● **Records from a data collection**
Content starts

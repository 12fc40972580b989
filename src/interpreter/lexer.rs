use logos::Logos;

use crate::error::LexError;

/// Represents a lexical token in the source input.
/// A token is a minimal but meaningful unit of text produced by the lexer.
/// This enum defines all recognized tokens in the language.
#[derive(Logos, Debug, PartialEq, Eq, Clone)]
#[logos(extras = LexerExtras)]
pub enum Token {
    /// `(`
    #[token("(")]
    LeftParen,
    /// `)`
    #[token(")")]
    RightParen,
    /// `TRUE`
    #[token("TRUE")]
    True,
    /// `FALSE`
    #[token("FALSE")]
    False,
    /// `NOT`
    #[token("NOT")]
    Not,
    /// `AND`
    #[token("AND")]
    And,
    /// `OR`
    #[token("OR")]
    Or,
    /// `IMPLIES`
    #[token("IMPLIES")]
    Implies,
    /// `EQUIVALENT`
    #[token("EQUIVALENT")]
    Equivalent,
    /// Identifier tokens; a propositional variable written as a single
    /// uppercase letter such as `P`. Any longer alphabetic run that is not a
    /// keyword, and any single lowercase letter, is rejected by the callback
    /// and surfaces as a [`LexError::InvalidWord`].
    #[regex(r"[a-zA-Z]+", parse_identifier)]
    Identifier(char),
    /// End-of-input marker, appended exactly once by [`scan`].
    End,

    #[token("\n", |lex| {
        lex.extras.line       += 1;
        lex.extras.line_start  = lex.span().end;
        logos::Skip
    })]
    NewLine,
    /// Spaces, tabs and feeds.
    #[regex(r"[ \t\r\f]+", logos::skip)]
    Ignored,
}

/// Additional information carried by the lexer during tokenization.
///
/// Tracks the current line number and the byte offset at which that line
/// starts, so errors can report both a line and a column.
pub struct LexerExtras {
    /// The current line number in the source being tokenized.
    pub line:       usize,
    /// Byte offset of the first character of the current line.
    pub line_start: usize,
}

impl Default for LexerExtras {
    fn default() -> Self {
        Self { line:       1,
               line_start: 0, }
    }
}

/// Classifies an alphabetic run as an identifier.
///
/// Keywords never reach this callback; they are matched by their own token
/// patterns. Everything else must be exactly one uppercase letter.
///
/// # Parameters
/// - `lex`: Reference to the Logos lexer at the current token.
///
/// # Returns
/// - `Some(char)`: The variable name, when the run is a single uppercase
///   letter.
/// - `None`: Otherwise, turning the run into a lexical error.
fn parse_identifier(lex: &logos::Lexer<Token>) -> Option<char> {
    let slice = lex.slice();
    let mut chars = slice.chars();
    match (chars.next(), chars.next()) {
        (Some(letter), None) if letter.is_ascii_uppercase() => Some(letter),
        _ => None,
    }
}

/// Scans raw text into a token sequence.
///
/// Performs a single left-to-right pass over `source`: whitespace is
/// skipped (newlines advance the line counter), parentheses and keywords map
/// to their tokens, and any other alphabetic run must be a single uppercase
/// letter naming a variable. On success the sequence always ends with
/// exactly one [`Token::End`], even for empty input.
///
/// The scan fails fast: the first unrecognized character or invalid word
/// stops it and no partial sequence is returned.
///
/// # Parameters
/// - `source`: The sentence text to tokenize.
///
/// # Returns
/// A vector of `(Token, line)` pairs ending in `Token::End`.
///
/// # Errors
/// Returns a [`LexError`] carrying the offending text and its line and
/// column.
///
/// # Examples
/// ```
/// use veritab::interpreter::lexer::{Token, scan};
///
/// let tokens = scan("P AND Q").unwrap();
/// assert_eq!(tokens.len(), 4);
/// assert_eq!(tokens[3].0, Token::End);
///
/// assert!(scan("P $ Q").is_err());
/// ```
pub fn scan(source: &str) -> Result<Vec<(Token, usize)>, LexError> {
    let mut tokens = Vec::new();
    let mut lexer = Token::lexer_with_extras(source, LexerExtras::default());

    while let Some(token) = lexer.next() {
        if let Ok(tok) = token {
            tokens.push((tok, lexer.extras.line));
        } else {
            let slice = lexer.slice();
            let line = lexer.extras.line;
            let column = lexer.span().start - lexer.extras.line_start + 1;

            let mut chars = slice.chars();
            return Err(match (chars.next(), chars.next()) {
                (Some(character), None) if !character.is_alphabetic() => {
                    LexError::UnrecognizedCharacter { character,
                                                      line,
                                                      column }
                },
                _ => LexError::InvalidWord { lexeme: slice.to_string(),
                                             line,
                                             column },
            });
        }
    }

    tokens.push((Token::End, lexer.extras.line));
    Ok(tokens)
}

/// Renders a token the way it appears in source, for error messages.
impl std::fmt::Display for Token {
    fn fmt(&self, f: &mut std::fmt::Formatter<'_>) -> std::fmt::Result {
        match self {
            Self::LeftParen => write!(f, "("),
            Self::RightParen => write!(f, ")"),
            Self::True => write!(f, "TRUE"),
            Self::False => write!(f, "FALSE"),
            Self::Not => write!(f, "NOT"),
            Self::And => write!(f, "AND"),
            Self::Or => write!(f, "OR"),
            Self::Implies => write!(f, "IMPLIES"),
            Self::Equivalent => write!(f, "EQUIVALENT"),
            Self::Identifier(name) => write!(f, "{name}"),
            Self::End => write!(f, "end of input"),
            Self::NewLine | Self::Ignored => Ok(()),
        }
    }
}
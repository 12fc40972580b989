use std::iter::Peekable;

use crate::{
    ast::{Connective, Expr},
    interpreter::{
        lexer::Token,
        parser::{core::ParseResult, unary::parse_negation},
    },
};

/// Parses equivalence expressions.
///
/// Handles the left-associative binary connective `EQUIVALENT`, the lowest
/// precedence level: `A EQUIVALENT B EQUIVALENT C` parses as
/// `(A EQUIVALENT B) EQUIVALENT C`.
///
/// The rule is: `equivalence := implication (EQUIVALENT implication)*`
///
/// # Parameters
/// - `tokens`: Token stream with line information.
///
/// # Returns
/// An `Expr::Binary` tree representing the parsed sentence.
pub fn parse_equivalence<'a, I>(tokens: &mut Peekable<I>) -> ParseResult<Expr>
    where I: Iterator<Item = &'a (Token, usize)> + Clone
{
    let mut left = parse_implication(tokens)?;
    loop {
        if let Some((token, _)) = tokens.peek()
           && let Some(op) = token_to_connective(token)
           && matches!(op, Connective::Equivalent)
        {
            tokens.next();
            let right = parse_implication(tokens)?;
            left = Expr::Binary { op,
                                  left: Box::new(left),
                                  right: Box::new(right) };
            continue;
        }
        break;
    }
    Ok(left)
}

/// Parses implication expressions.
///
/// Handles the left-associative binary connective `IMPLIES`:
/// `A IMPLIES B IMPLIES C` parses as `(A IMPLIES B) IMPLIES C`.
///
/// The rule is: `implication := disjunction (IMPLIES disjunction)*`
///
/// # Parameters
/// - `tokens`: Token stream with line information.
///
/// # Returns
/// An `Expr::Binary` tree combining disjunction-level nodes.
pub fn parse_implication<'a, I>(tokens: &mut Peekable<I>) -> ParseResult<Expr>
    where I: Iterator<Item = &'a (Token, usize)> + Clone
{
    let mut left = parse_disjunction(tokens)?;
    loop {
        if let Some((token, _)) = tokens.peek()
           && let Some(op) = token_to_connective(token)
           && matches!(op, Connective::Implies)
        {
            tokens.next();
            let right = parse_disjunction(tokens)?;
            left = Expr::Binary { op,
                                  left: Box::new(left),
                                  right: Box::new(right) };
            continue;
        }
        break;
    }
    Ok(left)
}

/// Parses disjunction expressions.
///
/// Handles the left-associative binary connective `OR`.
///
/// The rule is: `disjunction := conjunction (OR conjunction)*`
///
/// # Parameters
/// - `tokens`: Token stream with line information.
///
/// # Returns
/// An `Expr::Binary` tree combining conjunction-level nodes.
pub fn parse_disjunction<'a, I>(tokens: &mut Peekable<I>) -> ParseResult<Expr>
    where I: Iterator<Item = &'a (Token, usize)> + Clone
{
    let mut left = parse_conjunction(tokens)?;
    loop {
        if let Some((token, _)) = tokens.peek()
           && let Some(op) = token_to_connective(token)
           && matches!(op, Connective::Or)
        {
            tokens.next();
            let right = parse_conjunction(tokens)?;
            left = Expr::Binary { op,
                                  left: Box::new(left),
                                  right: Box::new(right) };
            continue;
        }
        break;
    }
    Ok(left)
}

/// Parses conjunction expressions.
///
/// Handles the left-associative binary connective `AND`, the highest binary
/// precedence level; only negation binds tighter.
///
/// The rule is: `conjunction := negation (AND negation)*`
///
/// # Parameters
/// - `tokens`: Token stream with line information.
///
/// # Returns
/// An `Expr::Binary` tree combining negation-level nodes.
pub fn parse_conjunction<'a, I>(tokens: &mut Peekable<I>) -> ParseResult<Expr>
    where I: Iterator<Item = &'a (Token, usize)> + Clone
{
    let mut left = parse_negation(tokens)?;
    loop {
        if let Some((token, _)) = tokens.peek()
           && let Some(op) = token_to_connective(token)
           && matches!(op, Connective::And)
        {
            tokens.next();
            let right = parse_negation(tokens)?;
            left = Expr::Binary { op,
                                  left: Box::new(left),
                                  right: Box::new(right) };
            continue;
        }
        break;
    }
    Ok(left)
}

/// Maps a token to its corresponding binary connective.
///
/// Returns `Some(Connective)` when the token is one of `AND`, `OR`,
/// `IMPLIES`, or `EQUIVALENT`, and `None` for all other tokens.
///
/// # Parameters
/// - `token`: Token to convert.
///
/// # Returns
/// `Some(Connective)` if the token corresponds to a binary connective,
/// otherwise `None`.
///
/// # Example
/// ```
/// use veritab::{
///     ast::Connective,
///     interpreter::{lexer::Token, parser::binary::token_to_connective},
/// };
///
/// assert_eq!(token_to_connective(&Token::And), Some(Connective::And));
/// assert_eq!(token_to_connective(&Token::Not), None);
/// ```
#[must_use]
pub const fn token_to_connective(token: &Token) -> Option<Connective> {
    match token {
        Token::And => Some(Connective::And),
        Token::Or => Some(Connective::Or),
        Token::Implies => Some(Connective::Implies),
        Token::Equivalent => Some(Connective::Equivalent),
        _ => None,
    }
}
use super::client::{DeliveryError, HttpClient, SenderConfig};
use crate::batch::AddEventsRequest;
use reqwest::header::CONTENT_TYPE;
use std::time::Instant;
use tracing::debug;

/// The ingestion endpoint's verbatim answer to one delivery attempt.
///
/// Status codes are not interpreted into success or failure here; the host
/// pipeline's buffering contract owns that decision along with retry.
#[derive(Debug, Clone)]
pub struct DeliveryResult {
    pub status: u16,
    pub body: String,
}

impl DeliveryResult {
    pub fn is_success(&self) -> bool {
        (200..300).contains(&self.status)
    }
}

/// Serializes one batch payload and POSTs it to the ingestion endpoint.
/// Does not retry: a transport error surfaces to the caller, who re-presents
/// the same batch.
#[derive(Debug, Clone)]
pub struct Sender {
    client: HttpClient,
}

impl Sender {
    pub fn new(config: SenderConfig) -> Result<Self, DeliveryError> {
        Ok(Self {
            client: HttpClient::new(config)?,
        })
    }

    pub async fn send(&self, request: &AddEventsRequest) -> Result<DeliveryResult, DeliveryError> {
        let body = serde_json::to_vec(request)?;
        let start = Instant::now();

        debug!(
            events = request.len(),
            bytes = body.len(),
            "posting batch to {}",
            self.client.endpoint()
        );

        let response = self
            .client
            .client
            .post(self.client.endpoint().clone())
            .header(CONTENT_TYPE, "application/json")
            .body(body)
            .send()
            .await?;

        let status = response.status().as_u16();
        let body = response.text().await?;

        debug!(status, latency = ?start.elapsed(), body = %body, "delivery response");

        Ok(DeliveryResult { status, body })
    }
}
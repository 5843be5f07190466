use scalyr_log_forwarder::app;

#[tokio::main]
async fn main() -> anyhow::Result<()> {
    app::main().await.map_err(|e| anyhow::anyhow!(e))
}
mod cli;
mod validation;

use clap::ValueEnum;
use serde::{Deserialize, Serialize};
use thiserror::Error;

#[derive(Error, Debug)]
pub enum ConfigError {
    #[error("Invalid URL: {0}")]
    InvalidUrl(String),
    #[error("Invalid configuration: {0}")]
    InvalidConfig(String),
    #[error("Invalid session_info: {0}")]
    InvalidSessionInfo(String),
    #[error("File error: {0}")]
    FileError(#[from] std::io::Error),
    #[error("Parse error: {0}")]
    ParseError(#[from] toml::de::Error),
}

#[derive(Debug, Clone, Copy, PartialEq, Eq, ValueEnum, Serialize, Deserialize)]
#[serde(rename_all = "lowercase")]
pub enum LogLevel {
    Error,
    Warn,
    Info,
    Debug,
    Trace,
}

impl LogLevel {
    pub fn as_filter_str(self) -> &'static str {
        match self {
            LogLevel::Error => "error",
            LogLevel::Warn => "warn",
            LogLevel::Info => "info",
            LogLevel::Debug => "debug",
            LogLevel::Trace => "trace",
        }
    }
}

impl From<LogLevel> for tracing::Level {
    fn from(level: LogLevel) -> Self {
        match level {
            LogLevel::Error => tracing::Level::ERROR,
            LogLevel::Warn => tracing::Level::WARN,
            LogLevel::Info => tracing::Level::INFO,
            LogLevel::Debug => tracing::Level::DEBUG,
            LogLevel::Trace => tracing::Level::TRACE,
        }
    }
}

pub use cli::Config;
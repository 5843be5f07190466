#![deny(warnings, rust_2024_compatibility)]
// Specific pedantic lints enforced (not blanket allow):
#![deny(
    clippy::explicit_iter_loop,
    clippy::manual_let_else,
    clippy::semicolon_if_nothing_returned,
    clippy::inconsistent_struct_constructor
)]
// Noisy pedantic lints suppressed with justification:
#![allow(
    clippy::cast_lossless,           // Infallible casts are clear enough with `as`
    clippy::missing_errors_doc,      // Internal API
    clippy::missing_panics_doc,      // Internal API
    clippy::module_name_repetitions, // e.g. CodecError in codec module
    clippy::must_use_candidate,      // Annotated selectively on critical APIs
    clippy::doc_markdown             // Internal API
)]

pub mod app;
pub mod batch;
pub mod codec;
pub mod forwarder;
pub mod sender;
pub mod session;

// Re-export main types for easy access
pub use app::{App, Config};
pub use forwarder::EventForwarder;

// Version information
pub const VERSION: &str = env!("CARGO_PKG_VERSION");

Content ends

● **WHAT THE EXERCISE ASKS**
For the records above, tally the lines holding the word "LexerExtras". Answer with the number only.

● **RESULT OF THE TASK**
4